§ **Dataset extract**:
● ● ●

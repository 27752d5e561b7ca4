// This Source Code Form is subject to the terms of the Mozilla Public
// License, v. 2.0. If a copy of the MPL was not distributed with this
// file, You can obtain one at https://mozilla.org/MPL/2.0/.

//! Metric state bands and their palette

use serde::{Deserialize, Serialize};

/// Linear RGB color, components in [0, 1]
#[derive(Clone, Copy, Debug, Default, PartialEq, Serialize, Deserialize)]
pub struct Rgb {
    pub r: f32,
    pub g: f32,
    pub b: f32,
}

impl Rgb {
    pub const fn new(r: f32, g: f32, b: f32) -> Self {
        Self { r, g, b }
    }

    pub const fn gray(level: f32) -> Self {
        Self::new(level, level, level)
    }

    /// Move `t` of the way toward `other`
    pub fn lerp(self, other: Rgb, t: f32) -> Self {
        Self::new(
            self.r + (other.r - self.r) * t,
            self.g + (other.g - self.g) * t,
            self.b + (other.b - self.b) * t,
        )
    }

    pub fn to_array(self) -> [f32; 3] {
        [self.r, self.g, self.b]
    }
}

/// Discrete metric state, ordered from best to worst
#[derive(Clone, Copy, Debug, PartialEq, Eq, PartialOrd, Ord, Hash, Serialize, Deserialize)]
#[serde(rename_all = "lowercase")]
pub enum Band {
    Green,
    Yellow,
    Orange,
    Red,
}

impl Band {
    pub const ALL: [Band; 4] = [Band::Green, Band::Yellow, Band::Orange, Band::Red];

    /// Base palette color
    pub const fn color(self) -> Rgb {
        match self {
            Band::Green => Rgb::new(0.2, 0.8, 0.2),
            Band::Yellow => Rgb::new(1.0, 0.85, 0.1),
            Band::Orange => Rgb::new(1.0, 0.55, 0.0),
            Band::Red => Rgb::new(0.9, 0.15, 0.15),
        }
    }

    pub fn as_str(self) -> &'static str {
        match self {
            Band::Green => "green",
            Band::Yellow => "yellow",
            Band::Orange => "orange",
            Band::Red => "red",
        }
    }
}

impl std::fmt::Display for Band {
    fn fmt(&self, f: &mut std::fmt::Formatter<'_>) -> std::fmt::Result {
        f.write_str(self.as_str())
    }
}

● ● ●

§ **The task**: Count all lines of the data that include "Deserialize". The answer is the number alone.

§ **Task solution**: 3